**Description of the task:** The lines needed are those from the start of the records through the line holding "use crate::bind_value::Params;", each copied exactly.

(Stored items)
//! 执行门面
//!
//! [`Session`] 把语句构建、模板加载、命名参数编译和执行串起来，
//! 同一套方法既可以跑在连接池上（[`PoolSession`]），也可以跑在事务里（[`TxSession`]）。
//!
//! 每个操作都有两种形式：
//! - `try_*`：任何错误都返回 `Err`
//! - 兼容形式：执行期错误（驱动报错、缺少参数）记录日志后返回哨兵值，
//!   写操作返回 `Ok(None)`，读操作返回空结果；校验和模板错误仍然返回 `Err`。
//!   这种形式下读操作无法区分"没有数据"和"查询失败"，需要区分时请用 `try_*`。

use crate::bind_value::Params;
use crate::builder::{build_delete, build_insert, build_update, RenderedStatement};
use crate::db_pool::{DbDriver, DbPool};
use crate::error::{DbHelperError, Result};
use crate::executor::{DbExecutor, WriteResult};
use crate::named_params::ParamStyle;
use crate::row::{ResultRow, ResultSet};
use crate::template::{strip_pagination, SqlLoader};
use crate::transaction::Transaction;

/// 连接池上的会话
pub type PoolSession<'p> = Session<&'p DbPool>;
/// 事务中的会话
pub type TxSession = Session<Transaction<'static>>;

pub struct Session<E> {
    loader: SqlLoader,
    style: ParamStyle,
    executor: E,
}

fn log_failure(sql: &str, params: &Params, err: &DbHelperError) {
    tracing::error!(sql, params = ?params, error = %err, "failed to execute sql");
}

/// 执行期错误转换为哨兵值，其余错误继续返回
fn swallow<T>(result: Result<T>, sentinel: T, sql: &str, params: &Params) -> Result<T> {
    match result {
        Ok(v) => Ok(v),
        Err(e) if e.is_execution_error() => {
            log_failure(sql, params, &e);
            Ok(sentinel)
        }
        Err(e) => Err(e),
    }
}

impl<E: DbExecutor> Session<E> {
    pub(crate) fn new(loader: SqlLoader, style: ParamStyle, executor: E) -> Self {
        Self {
            loader,
            style,
            executor,
        }
    }

    pub fn driver(&self) -> DbDriver {
        self.executor.driver()
    }

    /// 执行已经生成好的写语句
    pub async fn try_execute(&mut self, statement: &RenderedStatement) -> Result<WriteResult> {
        let compiled = self
            .style
            .compile(statement.sql(), statement.params(), self.driver())?;
        tracing::debug!(sql = %compiled.sql, params = ?statement.params(), "execute");
        self.executor.execute(&compiled.sql, &compiled.binds).await
    }

    /// 执行写语句，失败时记录 SQL 和参数并返回 None
    pub async fn execute_write(&mut self, statement: &RenderedStatement) -> Option<WriteResult> {
        match self.try_execute(statement).await {
            Ok(result) => Some(result),
            Err(e) => {
                log_failure(statement.sql(), statement.params(), &e);
                None
            }
        }
    }

    /// 更新数据，返回影响行数
    pub async fn try_execute_update(
        &mut self,
        table: &str,
        data: &Params,
        filter: &Params,
    ) -> Result<u64> {
        let statement = build_update(table, data, filter)?;
        Ok(self.try_execute(&statement).await?.rows_affected)
    }

    /// 更新数据；执行失败返回 `Ok(None)`
    pub async fn execute_update(
        &mut self,
        table: &str,
        data: &Params,
        filter: &Params,
    ) -> Result<Option<u64>> {
        let statement = build_update(table, data, filter)?;
        Ok(self
            .execute_write(&statement)
            .await
            .map(|r| r.rows_affected))
    }

    /// 插入数据，返回新记录的 ID
    ///
    /// PostgreSQL 没有通用的自增 ID，插入成功时返回 `Ok(None)`；
    /// 需要 ID 时请在模板中使用 `RETURNING` 并调用 [`Session::try_execute_sql`]。
    pub async fn try_execute_create(
        &mut self,
        table: &str,
        data: &Params,
    ) -> Result<Option<i64>> {
        let statement = build_insert(self.driver(), table, data)?;
        Ok(self.try_execute(&statement).await?.last_insert_id)
    }

    /// 插入数据；执行失败返回 `Ok(None)`
    ///
    /// `None` 已经表示失败，所以 PostgreSQL 上插入成功时返回 `Some(0)`。
    pub async fn execute_create(&mut self, table: &str, data: &Params) -> Result<Option<i64>> {
        let statement = build_insert(self.driver(), table, data)?;
        Ok(self
            .execute_write(&statement)
            .await
            .map(|r| r.last_insert_id.unwrap_or(0)))
    }

    /// 删除数据（`logical` 为逻辑删除），返回影响行数
    pub async fn try_execute_delete(
        &mut self,
        table: &str,
        filter: &Params,
        logical: bool,
    ) -> Result<u64> {
        let statement = build_delete(table, filter, logical)?;
        Ok(self.try_execute(&statement).await?.rows_affected)
    }

    /// 删除数据；执行失败返回 `Ok(None)`
    pub async fn execute_delete(
        &mut self,
        table: &str,
        filter: &Params,
        logical: bool,
    ) -> Result<Option<u64>> {
        let statement = build_delete(table, filter, logical)?;
        Ok(self
            .execute_write(&statement)
            .await
            .map(|r| r.rows_affected))
    }

    async fn fetch(&mut self, sql: &str, params: &Params) -> Result<ResultSet> {
        let compiled = self.style.compile(sql, params, self.driver())?;
        tracing::debug!(sql = %compiled.sql, params = ?params, "query");
        self.executor.fetch_all(&compiled.sql, &compiled.binds).await
    }

    /// 动态 SQL 查询
    ///
    /// `params` 是绑定参数，`options` 控制模板中的动态片段（包括分页）。
    pub async fn try_execute_sql(
        &mut self,
        query_id: &str,
        params: &Params,
        options: &Params,
    ) -> Result<ResultSet> {
        let sql = self.loader.preload_sql(query_id, options)?;
        self.fetch(&sql, params).await
    }

    /// 动态 SQL 查询；执行失败返回空结果
    pub async fn execute_sql(
        &mut self,
        query_id: &str,
        params: &Params,
        options: &Params,
    ) -> Result<ResultSet> {
        let sql = self.loader.preload_sql(query_id, options)?;
        let result = self.fetch(&sql, params).await;
        swallow(result, Vec::new(), &sql, params)
    }

    /// 查询单条记录，忽略分页参数；没有数据时返回空映射
    pub async fn try_select_one(
        &mut self,
        query_id: &str,
        params: &Params,
        options: &Params,
    ) -> Result<ResultRow> {
        let options = strip_pagination(options);
        let rows = self.try_execute_sql(query_id, params, &options).await?;
        Ok(rows.into_iter().next().unwrap_or_default())
    }

    /// 查询单条记录；执行失败同样返回空映射
    pub async fn select_one(
        &mut self,
        query_id: &str,
        params: &Params,
        options: &Params,
    ) -> Result<ResultRow> {
        let options = strip_pagination(options);
        let rows = self.execute_sql(query_id, params, &options).await?;
        Ok(rows.into_iter().next().unwrap_or_default())
    }

    /// 查询多条记录，`options` 中的 `pageNum`/`pageSize` 生效
    pub async fn try_select_all(
        &mut self,
        query_id: &str,
        params: &Params,
        options: &Params,
    ) -> Result<ResultSet> {
        self.try_execute_sql(query_id, params, options).await
    }

    /// 查询多条记录；执行失败返回空结果
    pub async fn select_all(
        &mut self,
        query_id: &str,
        params: &Params,
        options: &Params,
    ) -> Result<ResultSet> {
        self.execute_sql(query_id, params, options).await
    }
}

impl TxSession {
    /// 提交事务
    pub async fn commit(self) -> Result<()> {
        self.executor.commit().await
    }

    /// 手动回滚事务
    pub async fn rollback(self) -> Result<()> {
        self.executor.rollback().await
    }
}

**Result for this exercise:**
//! 执行门面
//!
//! [`Session`] 把语句构建、模板加载、命名参数编译和执行串起来，
//! 同一套方法既可以跑在连接池上（[`PoolSession`]），也可以跑在事务里（[`TxSession`]）。
//!
//! 每个操作都有两种形式：
//! - `try_*`：任何错误都返回 `Err`
//! - 兼容形式：执行期错误（驱动报错、缺少参数）记录日志后返回哨兵值，
//!   写操作返回 `Ok(None)`，读操作返回空结果；校验和模板错误仍然返回 `Err`。
//!   这种形式下读操作无法区分"没有数据"和"查询失败"，需要区分时请用 `try_*`。

use crate::bind_value::Params;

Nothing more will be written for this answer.